Direct evidence for the involvement of vasoactive intestinal polypeptide in the motor response of the human isolated ileum to capsaicin.

Capsaicin (1 microM) produced complex motor responses in longitudinal and circular muscle strips from the human isolated small intestine (jejunum and ileum). In the longitudinal muscle, inhibition of the nerve-mediated contractions (electrical field stimulation) was the dominant response, while capsaicin had a weak and inconsistent effect on tone and spontaneous activity. In contrast, relaxation and decreased spontaneous activity were the responses of the circular muscle to capsaicin. These effects of capsaicin were not reproduced by a second application of capsaicin, indicating desensitization, a feature of the specific action of this drug on sensory nerves. All the effects of capsaicin in the longitudinal and circular muscle were closely mimicked by exogenous vasoactive intestinal polypeptide (VIP). Further, the inhibitory motor effect of capsaicin in both muscle layers was blocked by an anti VIP serum. In the longitudinal muscle, VIP, like capsaicin, inhibited the electrically evoked nerve-mediated contractions but not the tetrodotoxin-resistant myogenic contractions, suggesting a prejunctional site of action. The inhibitory effect of both capsaicin and VIP in the circular muscle was tetrodotoxin-resistant suggesting direct inhibition of muscle cells. Capsaicin (1 microM) evoked a tetrodotoxin-resistant release of VIP-like immunoreactivity from the human small intestine.
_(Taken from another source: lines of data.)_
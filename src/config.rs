//! Pipeline configuration, stored as a JSON file on disk:
//!
//! ```json
//! {
//!   "inputs": {
//!     "instruments": ["data/site_a.csv", "https://example.org/site_b.csv"],
//!     "weather": "data/ghcn.csv",
//!     "weather_units": "standard",
//!     "sites": "data/sites.csv"
//!   },
//!   "corrections": "data/corrections.json",
//!   "derive": { "reference_site": "A" },
//!   "models": [
//!     { "name": "do_trend", "formula": "do_mg_l ~ site * time + flow_index",
//!       "ar1": true, "means": ["site"] }
//!   ],
//!   "output": { "dir": "output", "gzip": true }
//! }
//! ```
//!
//! Every section except `inputs` may be omitted. Relative paths are
//! resolved against the directory of the config file.

use anyhow::{Context, Result, bail};
use serde::{Deserialize, Serialize};
use std::path::{Path, PathBuf};

use crate::aggregate::ChlorideEstimate;
use crate::cleaning::{Correction, QcConfig, load_corrections};
use crate::derive::DeriveConfig;
use crate::ingest::WeatherUnits;
use crate::models::{FitOptions, Formula, ModelKind};

#[derive(Debug, Clone, PartialEq, Serialize, Deserialize)]
pub struct InputsConfig {
    /// Instrument exports; one or more files or URLs.
    pub instruments: Vec<String>,
    #[serde(default)]
    pub weather: Option<String>,
    #[serde(default)]
    pub weather_units: WeatherUnits,
    #[serde(default)]
    pub sites: Option<String>,
}

/// Corrections are either listed inline or kept in a separate JSON file.
#[derive(Debug, Clone, PartialEq, Serialize, Deserialize)]
#[serde(untagged)]
pub enum CorrectionsSource {
    Inline(Vec<Correction>),
    File(String),
}

impl Default for CorrectionsSource {
    fn default() -> Self {
        CorrectionsSource::Inline(Vec::new())
    }
}

#[derive(Debug, Clone, PartialEq, Serialize, Deserialize)]
#[serde(default)]
pub struct AggregationConfig {
    /// Days with fewer readings than this are dropped.
    pub min_readings: u32,
    /// Chloride estimated from conductance on days without a chloride value.
    pub chloride_from_spcond: Option<ChlorideEstimate>,
}

impl Default for AggregationConfig {
    fn default() -> Self {
        AggregationConfig {
            min_readings: 1,
            chloride_from_spcond: None,
        }
    }
}

fn default_points() -> usize {
    50
}

#[derive(Debug, Clone, PartialEq, Serialize, Deserialize)]
pub struct TrendConfig {
    pub var: String,
    #[serde(default)]
    pub by: Option<String>,
    #[serde(default = "default_points")]
    pub points: usize,
}

#[derive(Debug, Clone, PartialEq, Serialize, Deserialize)]
pub struct ModelConfig {
    pub name: String,
    pub formula: String,
    #[serde(default)]
    pub kind: ModelKind,
    #[serde(flatten)]
    pub options: FitOptions,
    /// Restrict the fit to these sites; empty means all.
    #[serde(default)]
    pub sites: Vec<String>,
    /// Factors to report marginal means and contrasts for.
    #[serde(default)]
    pub means: Vec<String>,
    #[serde(default)]
    pub trend: Option<TrendConfig>,
}

impl ModelConfig {
    pub fn validate(&self) -> Result<Formula> {
        if self.name.is_empty()
            || !self
                .name
                .chars()
                .all(|c| c.is_ascii_alphanumeric() || c == '_' || c == '-')
        {
            bail!("model name {:?} must be non-empty and file-name safe", self.name);
        }
        let formula = Formula::parse(&self.formula)
            .with_context(|| format!("model {}", self.name))?;
        if self.kind == ModelKind::Gls && formula.has_smooths() {
            bail!("model {}: smooth terms need kind \"gam\"", self.name);
        }
        Ok(formula)
    }
}

#[derive(Debug, Clone, PartialEq, Serialize, Deserialize)]
#[serde(default)]
pub struct OutputConfig {
    pub dir: PathBuf,
    pub gzip: bool,
    pub plots: bool,
    /// Defaults to `<dir>/cache`; `WQ_CACHE_DIR` overrides both.
    pub cache_dir: Option<PathBuf>,
    /// Run statistics are appended here; relative to `dir`.
    pub runs_csv: String,
}

impl Default for OutputConfig {
    fn default() -> Self {
        OutputConfig {
            dir: PathBuf::from("output"),
            gzip: false,
            plots: true,
            cache_dir: None,
            runs_csv: "runs.csv".to_string(),
        }
    }
}

#[derive(Debug, Clone, PartialEq, Serialize, Deserialize)]
pub struct PipelineConfig {
    pub inputs: InputsConfig,
    #[serde(default)]
    pub corrections: CorrectionsSource,
    #[serde(default)]
    pub qc: QcConfig,
    #[serde(default)]
    pub aggregation: AggregationConfig,
    #[serde(default)]
    pub derive: DeriveConfig,
    #[serde(default)]
    pub models: Vec<ModelConfig>,
    #[serde(default)]
    pub output: OutputConfig,

    /// Directory of the config file, for relative paths.
    #[serde(skip)]
    pub base_dir: PathBuf,
}

fn is_url(source: &str) -> bool {
    source.starts_with("http://") || source.starts_with("https://")
}

impl PipelineConfig {
    /// Loads and validates the config from a JSON file at `path`.
    pub fn load(path: &Path) -> Result<Self> {
        let content = std::fs::read_to_string(path)
            .with_context(|| format!("reading config {}", path.display()))?;
        let mut config: PipelineConfig = serde_json::from_str(&content)
            .with_context(|| format!("parsing config {}", path.display()))?;
        config.base_dir = path.parent().map(Path::to_path_buf).unwrap_or_default();
        config.validate()?;
        Ok(config)
    }

    pub fn validate(&self) -> Result<()> {
        if self.inputs.instruments.is_empty() {
            bail!("inputs.instruments lists no files");
        }
        let mut names = std::collections::HashSet::new();
        for model in &self.models {
            model.validate()?;
            if !names.insert(model.name.as_str()) {
                bail!("model name {:?} is used twice", model.name);
            }
        }
        if let CorrectionsSource::Inline(rules) = &self.corrections {
            for (i, rule) in rules.iter().enumerate() {
                rule.validate()
                    .with_context(|| format!("correction #{}", i + 1))?;
            }
        }
        Ok(())
    }

    /// Resolves a file path or URL from the config.
    pub fn source(&self, source: &str) -> String {
        if is_url(source) || Path::new(source).is_absolute() {
            source.to_string()
        } else {
            self.base_dir.join(source).to_string_lossy().into_owned()
        }
    }

    pub fn output_dir(&self) -> PathBuf {
        self.base_dir.join(&self.output.dir)
    }

    pub fn cache_dir(&self) -> PathBuf {
        match &self.output.cache_dir {
            Some(dir) => self.base_dir.join(dir),
            None => self.output_dir().join("cache"),
        }
    }

    /// The correction rules, reading the rules file if one is configured.
    pub fn corrections(&self) -> Result<Vec<Correction>> {
        match &self.corrections {
            CorrectionsSource::Inline(rules) => Ok(rules.clone()),
            CorrectionsSource::File(path) => load_corrections(&self.source(path)),
        }
    }
}

#[cfg(test)]
mod tests {
    use super::*;
    use crate::cleaning::Stage;
    use std::fs;

    fn write_temp(name: &str, content: &str) -> PathBuf {
        let dir = std::env::temp_dir().join("wq_trends_test_config");
        fs::create_dir_all(&dir).unwrap();
        let path = dir.join(name);
        fs::write(&path, content).unwrap();
        path
    }

    #[test]
    fn test_minimal_config_uses_defaults() {
        let path = write_temp("minimal.json", r#"{"inputs": {"instruments": ["a.csv"]}}"#);
        let cfg = PipelineConfig::load(&path).unwrap();

        assert_eq!(cfg.aggregation.min_readings, 1);
        assert_eq!(cfg.derive.antecedent_days, 7);
        assert_eq!(cfg.output.dir, PathBuf::from("output"));
        assert!(cfg.corrections().unwrap().is_empty());
        assert_eq!(cfg.source("a.csv"), path.parent().unwrap().join("a.csv").to_string_lossy());
        assert_eq!(cfg.source("https://x.org/a.csv"), "https://x.org/a.csv");
        assert_eq!(cfg.cache_dir(), path.parent().unwrap().join("output").join("cache"));
    }

    #[test]
    fn test_models_and_inline_corrections() {
        let path = write_temp(
            "full.json",
            r#"{
                "inputs": {"instruments": ["a.csv"], "weather_units": "standard"},
                "corrections": [
                    {"site": "A", "start": "2020-01-01", "end": "2020-01-31",
                     "metrics": ["do_mg_l"], "action": {"type": "set_missing"}, "stage": "daily"}
                ],
                "models": [
                    {"name": "do", "formula": "do_mg_l ~ site", "ar1": true, "means": ["site"]},
                    {"name": "season", "formula": "do_mg_l ~ s(doy, bs=cc)", "kind": "gam",
                     "trend": {"var": "doy"}}
                ]
            }"#,
        );
        let cfg = PipelineConfig::load(&path).unwrap();

        assert_eq!(cfg.inputs.weather_units, WeatherUnits::Standard);
        assert_eq!(cfg.corrections().unwrap()[0].stage, Stage::Daily);
        assert!(cfg.models[0].options.ar1);
        assert_eq!(cfg.models[0].options.group.as_deref(), Some("site"));
        assert_eq!(cfg.models[1].kind, ModelKind::Gam);
        assert_eq!(cfg.models[1].trend.as_ref().unwrap().points, 50);
    }

    #[test]
    fn test_invalid_configs() {
        let gls_smooth = write_temp(
            "bad_kind.json",
            r#"{"inputs": {"instruments": ["a.csv"]},
                "models": [{"name": "x", "formula": "y ~ s(doy)"}]}"#,
        );
        assert!(PipelineConfig::load(&gls_smooth).is_err());

        let dup = write_temp(
            "dup.json",
            r#"{"inputs": {"instruments": ["a.csv"]},
                "models": [{"name": "x", "formula": "y ~ a"}, {"name": "x", "formula": "y ~ b"}]}"#,
        );
        assert!(PipelineConfig::load(&dup).is_err());

        let no_inputs = write_temp("empty.json", r#"{"inputs": {"instruments": []}}"#);
        assert!(PipelineConfig::load(&no_inputs).is_err());

        let bad_name = write_temp(
            "bad_name.json",
            r#"{"inputs": {"instruments": ["a.csv"]},
                "models": [{"name": "../x", "formula": "y ~ a"}]}"#,
        );
        assert!(PipelineConfig::load(&bad_name).is_err());
    }
}
use anyhow::{Context, Result, bail};
use chrono::NaiveDate;
use serde::{Deserialize, Serialize};
use tracing::{debug, info};

use crate::model::{DailyRecord, Metric, RawReading};

/// A record that correction rules can match and edit.
pub trait Correctable {
    fn site(&self) -> &str;
    fn date(&self) -> NaiveDate;
    fn metric(&self, metric: Metric) -> Option<f64>;
    fn set_metric(&mut self, metric: Metric, value: Option<f64>);
    /// A second value edited alongside `metric`, such as a daily extreme.
    fn companion_mut(&mut self, _metric: Metric) -> Option<&mut Option<f64>> {
        None
    }
}

impl Correctable for RawReading {
    fn site(&self) -> &str {
        &self.site
    }
    fn date(&self) -> NaiveDate {
        RawReading::date(self)
    }
    fn metric(&self, metric: Metric) -> Option<f64> {
        RawReading::metric(self, metric)
    }
    fn set_metric(&mut self, metric: Metric, value: Option<f64>) {
        RawReading::set_metric(self, metric, value)
    }
}

impl Correctable for DailyRecord {
    fn site(&self) -> &str {
        &self.site
    }
    fn date(&self) -> NaiveDate {
        self.date
    }
    fn metric(&self, metric: Metric) -> Option<f64> {
        DailyRecord::metric(self, metric)
    }
    fn set_metric(&mut self, metric: Metric, value: Option<f64>) {
        DailyRecord::set_metric(self, metric, value)
    }
    fn companion_mut(&mut self, metric: Metric) -> Option<&mut Option<f64>> {
        self.extreme_mut(metric)
    }
}

/// Which table a rule applies to.
#[derive(Debug, Clone, Copy, Default, PartialEq, Eq, Serialize, Deserialize)]
#[serde(rename_all = "snake_case")]
pub enum Stage {
    /// 15-minute readings, before daily aggregation
    #[default]
    Raw,
    /// daily rows, after aggregation
    Daily,
}

#[derive(Debug, Clone, PartialEq, Serialize, Deserialize)]
#[serde(tag = "type", rename_all = "snake_case")]
pub enum Action {
    /// Remove matching rows entirely.
    DropRows,
    /// Blank the listed metrics.
    SetMissing,
    /// Overwrite the listed metrics with a constant.
    Replace { value: f64 },
    /// Add a constant (sensor drift / datum shift).
    Offset { delta: f64 },
    /// Multiply by a constant (calibration factor).
    Scale { factor: f64 },
    /// Blank values above `max`.
    CapAbove { max: f64 },
    /// Blank values below `min`.
    CapBelow { min: f64 },
}

/// One correction rule. `site` may be `*` to match every site.
#[derive(Debug, Clone, PartialEq, Serialize, Deserialize)]
pub struct Correction {
    pub site: String,
    pub start: NaiveDate,
    pub end: NaiveDate,
    #[serde(default)]
    pub metrics: Vec<Metric>,
    pub action: Action,
    #[serde(default)]
    pub stage: Stage,
    #[serde(default)]
    pub note: Option<String>,
}

impl Correction {
    pub fn validate(&self) -> Result<()> {
        if self.start > self.end {
            bail!(
                "correction for site {} starts {} after it ends {}",
                self.site,
                self.start,
                self.end
            );
        }
        if self.metrics.is_empty() && self.action != Action::DropRows {
            bail!(
                "correction for site {} ({} to {}) names no metrics",
                self.site,
                self.start,
                self.end
            );
        }
        Ok(())
    }

    pub fn matches<R: Correctable>(&self, record: &R) -> bool {
        (self.site == "*" || self.site == record.site())
            && record.date() >= self.start
            && record.date() <= self.end
    }

    fn edit(&self, value: Option<f64>) -> Option<f64> {
        match self.action {
            Action::DropRows => value,
            Action::SetMissing => None,
            Action::Replace { value: v } => Some(v),
            Action::Offset { delta } => value.map(|x| x + delta),
            Action::Scale { factor } => value.map(|x| x * factor),
            Action::CapAbove { max } => value.filter(|x| *x <= max),
            Action::CapBelow { min } => value.filter(|x| *x >= min),
        }
    }

    pub fn label(&self) -> String {
        self.note.clone().unwrap_or_else(|| {
            format!("{} {}..{}", self.site, self.start, self.end)
        })
    }
}

/// What a single rule did.
#[derive(Debug, Clone, Default, PartialEq, Serialize)]
pub struct CorrectionOutcome {
    pub index: usize,
    pub stage: String,
    pub site: String,
    pub start: NaiveDate,
    pub end: NaiveDate,
    pub action: String,
    pub note: String,
    pub rows_matched: usize,
    pub values_changed: usize,
    pub rows_dropped: usize,
}

fn action_name(action: &Action) -> &'static str {
    match action {
        Action::DropRows => "drop_rows",
        Action::SetMissing => "set_missing",
        Action::Replace { .. } => "replace",
        Action::Offset { .. } => "offset",
        Action::Scale { .. } => "scale",
        Action::CapAbove { .. } => "cap_above",
        Action::CapBelow { .. } => "cap_below",
    }
}

/// Applies every rule of `stage`, in order, to `records`.
///
/// Returns one outcome per applied rule. Rules for the other stage are
/// skipped silently.
pub fn apply_corrections<R: Correctable>(
    records: &mut Vec<R>,
    rules: &[Correction],
    stage: Stage,
) -> Result<Vec<CorrectionOutcome>> {
    let mut outcomes = Vec::new();

    for (index, rule) in rules.iter().enumerate() {
        if rule.stage != stage {
            continue;
        }
        rule.validate().with_context(|| format!("correction #{}", index + 1))?;

        let mut outcome = CorrectionOutcome {
            index: index + 1,
            stage: format!("{:?}", stage).to_lowercase(),
            site: rule.site.clone(),
            start: rule.start,
            end: rule.end,
            action: action_name(&rule.action).to_string(),
            note: rule.note.clone().unwrap_or_default(),
            ..Default::default()
        };

        if rule.action == Action::DropRows {
            let before = records.len();
            records.retain(|r| !rule.matches(r));
            outcome.rows_dropped = before - records.len();
            outcome.rows_matched = outcome.rows_dropped;
        } else {
            for record in records.iter_mut().filter(|r| rule.matches(&**r)) {
                outcome.rows_matched += 1;
                for &metric in &rule.metrics {
                    let old = record.metric(metric);
                    let new = rule.edit(old);
                    if new != old {
                        record.set_metric(metric, new);
                        outcome.values_changed += 1;
                    }
                    if let Some(extreme) = record.companion_mut(metric) {
                        *extreme = rule.edit(*extreme);
                    }
                }
            }
        }

        debug!(
            rule = %rule.label(),
            matched = outcome.rows_matched,
            changed = outcome.values_changed,
            dropped = outcome.rows_dropped,
            "Correction applied"
        );
        outcomes.push(outcome);
    }

    if !outcomes.is_empty() {
        info!(?stage, rules = outcomes.len(), "Corrections applied");
    }
    Ok(outcomes)
}

/// Reads a JSON array of [`Correction`]s and validates each one.
pub fn load_corrections(path: &str) -> Result<Vec<Correction>> {
    let content =
        std::fs::read_to_string(path).with_context(|| format!("reading corrections {}", path))?;
    let rules: Vec<Correction> =
        serde_json::from_str(&content).with_context(|| format!("parsing corrections {}", path))?;
    for (i, rule) in rules.iter().enumerate() {
        rule.validate()
            .with_context(|| format!("{}: correction #{}", path, i + 1))?;
    }
    Ok(rules)
}

#[cfg(test)]
mod tests {
    use super::*;
    use chrono::NaiveDateTime;

    fn reading(site: &str, ts: &str, do_mg_l: f64) -> RawReading {
        RawReading {
            datetime: NaiveDateTime::parse_from_str(ts, "%Y-%m-%d %H:%M").unwrap(),
            site: site.to_string(),
            depth_m: Some(0.5),
            do_mg_l: Some(do_mg_l),
            do_sat_pct: Some(90.0),
            temp_c: Some(15.0),
            chloride_mg_l: None,
            spcond_us_cm: None,
        }
    }

    fn date(s: &str) -> NaiveDate {
        NaiveDate::parse_from_str(s, "%Y-%m-%d").unwrap()
    }

    fn rule(site: &str, start: &str, end: &str, metrics: Vec<Metric>, action: Action) -> Correction {
        Correction {
            site: site.to_string(),
            start: date(start),
            end: date(end),
            metrics,
            action,
            stage: Stage::Raw,
            note: None,
        }
    }

    fn sample() -> Vec<RawReading> {
        vec![
            reading("A", "2019-06-01 00:00", 8.0),
            reading("A", "2019-06-02 00:00", 8.5),
            reading("A", "2019-06-03 23:45", 9.0),
            reading("B", "2019-06-02 12:00", 7.0),
        ]
    }

    #[test]
    fn test_date_range_is_inclusive() {
        let mut records = sample();
        let rules = vec![rule(
            "A",
            "2019-06-02",
            "2019-06-03",
            vec![Metric::DissolvedOxygen],
            Action::SetMissing,
        )];
        let outcomes = apply_corrections(&mut records, &rules, Stage::Raw).unwrap();

        assert_eq!(outcomes[0].rows_matched, 2);
        assert_eq!(records[0].do_mg_l, Some(8.0));
        assert_eq!(records[1].do_mg_l, None);
        assert_eq!(records[2].do_mg_l, None);
        assert_eq!(records[3].do_mg_l, Some(7.0));
    }

    #[test]
    fn test_wildcard_site_and_drop_rows() {
        let mut records = sample();
        let rules = vec![rule("*", "2019-06-02", "2019-06-02", vec![], Action::DropRows)];
        let outcomes = apply_corrections(&mut records, &rules, Stage::Raw).unwrap();

        assert_eq!(outcomes[0].rows_dropped, 2);
        assert_eq!(records.len(), 2);
        assert!(records.iter().all(|r| r.date() != date("2019-06-02")));
    }

    #[test]
    fn test_numeric_actions() {
        let mut records = sample();
        let rules = vec![
            rule("A", "2019-06-01", "2019-06-01", vec![Metric::DissolvedOxygen], Action::Offset { delta: -0.5 }),
            rule("A", "2019-06-02", "2019-06-02", vec![Metric::DissolvedOxygen], Action::Scale { factor: 2.0 }),
            rule("B", "2019-06-02", "2019-06-02", vec![Metric::Temperature], Action::Replace { value: 14.0 }),
            rule("A", "2019-06-03", "2019-06-03", vec![Metric::DissolvedOxygen], Action::CapAbove { max: 8.9 }),
        ];
        apply_corrections(&mut records, &rules, Stage::Raw).unwrap();

        assert_eq!(records[0].do_mg_l, Some(7.5));
        assert_eq!(records[1].do_mg_l, Some(17.0));
        assert_eq!(records[2].do_mg_l, None);
        assert_eq!(records[3].temp_c, Some(14.0));
    }

    #[test]
    fn test_rules_apply_in_order() {
        let mut records = sample();
        let rules = vec![
            rule("A", "2019-06-01", "2019-06-01", vec![Metric::DissolvedOxygen], Action::Scale { factor: 2.0 }),
            rule("A", "2019-06-01", "2019-06-01", vec![Metric::DissolvedOxygen], Action::CapAbove { max: 10.0 }),
        ];
        apply_corrections(&mut records, &rules, Stage::Raw).unwrap();
        assert_eq!(records[0].do_mg_l, None);
    }

    #[test]
    fn test_other_stage_is_skipped() {
        let mut records = sample();
        let mut r = rule("A", "2019-06-01", "2019-06-03", vec![Metric::DissolvedOxygen], Action::SetMissing);
        r.stage = Stage::Daily;
        let outcomes = apply_corrections(&mut records, &[r], Stage::Raw).unwrap();
        assert!(outcomes.is_empty());
        assert_eq!(records[0].do_mg_l, Some(8.0));
    }

    #[test]
    fn test_unchanged_values_not_counted() {
        let mut records = sample();
        let rules = vec![rule("B", "2019-06-02", "2019-06-02", vec![Metric::Chloride], Action::SetMissing)];
        let outcomes = apply_corrections(&mut records, &rules, Stage::Raw).unwrap();
        assert_eq!(outcomes[0].rows_matched, 1);
        assert_eq!(outcomes[0].values_changed, 0);
    }

    #[test]
    fn test_daily_edits_apply_to_extremes_separately() {
        let day = date("2019-06-01");
        let mut rec = DailyRecord::new("A", day);
        rec.do_mg_l = Some(8.0);
        rec.do_min_mg_l = Some(4.0);
        rec.temp_c = Some(15.0);
        rec.temp_max_c = Some(22.0);
        let mut records = vec![rec];

        let daily = |metrics: Vec<Metric>, action: Action| Correction {
            stage: Stage::Daily,
            ..rule("A", "2019-06-01", "2019-06-01", metrics, action)
        };
        let both = vec![Metric::DissolvedOxygen, Metric::Temperature];
        let rules = vec![
            daily(both.clone(), Action::Offset { delta: 0.5 }),
            daily(both, Action::Scale { factor: 2.0 }),
        ];
        let outcomes = apply_corrections(&mut records, &rules, Stage::Daily).unwrap();
        assert_eq!(outcomes[0].values_changed, 2);
        assert_eq!(records[0].do_mg_l, Some(17.0));
        assert_eq!(records[0].do_min_mg_l, Some(9.0));
        assert_eq!(records[0].temp_c, Some(31.0));
        assert_eq!(records[0].temp_max_c, Some(45.0));

        let caps = vec![daily(vec![Metric::Temperature], Action::CapAbove { max: 40.0 })];
        apply_corrections(&mut records, &caps, Stage::Daily).unwrap();
        assert_eq!(records[0].temp_c, Some(31.0));
        assert_eq!(records[0].temp_max_c, None);

        let blank = vec![daily(vec![Metric::DissolvedOxygen], Action::SetMissing)];
        apply_corrections(&mut records, &blank, Stage::Daily).unwrap();
        assert_eq!(records[0].do_mg_l, None);
        assert_eq!(records[0].do_min_mg_l, None);
    }

    #[test]
    fn test_validation_errors() {
        let backwards = rule("A", "2019-06-03", "2019-06-01", vec![Metric::Depth], Action::SetMissing);
        assert!(backwards.validate().is_err());

        let no_metrics = rule("A", "2019-06-01", "2019-06-03", vec![], Action::SetMissing);
        assert!(no_metrics.validate().is_err());

        let mut records = sample();
        assert!(apply_corrections(&mut records, &[no_metrics], Stage::Raw).is_err());
    }

    #[test]
    fn test_correction_json_shape() {
        let json = r#"[
            {"site": "A", "start": "2019-06-01", "end": "2019-06-14",
             "metrics": ["do_mg_l", "do_sat_pct"],
             "action": {"type": "offset", "delta": 0.3},
             "note": "calibration drift"},
            {"site": "*", "start": "2020-01-01", "end": "2020-01-01",
             "action": {"type": "drop_rows"}, "stage": "daily"}
        ]"#;
        let rules: Vec<Correction> = serde_json::from_str(json).unwrap();
        assert_eq!(rules[0].action, Action::Offset { delta: 0.3 });
        assert_eq!(rules[0].stage, Stage::Raw);
        assert_eq!(rules[1].stage, Stage::Daily);
        assert!(rules[1].metrics.is_empty());
    }

    #[test]
    fn test_load_corrections_validates() {
        let path = std::env::temp_dir().join("wq_trends_bad_rules.json");
        std::fs::write(
            &path,
            r#"[{"site": "A", "start": "2019-06-05", "end": "2019-06-01", "metrics": ["temp_c"], "action": {"type": "set_missing"}}]"#,
        )
        .unwrap();
        let err = load_corrections(path.to_str().unwrap()).unwrap_err();
        assert!(format!("{:#}", err).contains("correction #1"));
        std::fs::remove_file(&path).unwrap();
    }
}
On high pressure liquid chromatography, a major peak of the immunoreactive material released by capsaicin co-eluted with authentic VIP and a minor, unidentified peak eluted shortly afterward. We conclude that authentic VIP is involved in the local motor response to capsaicin in the human small intestine. These findings raise the possibility that VIP might be present in sensory nerves of the human gut from which it is released by capsaicin.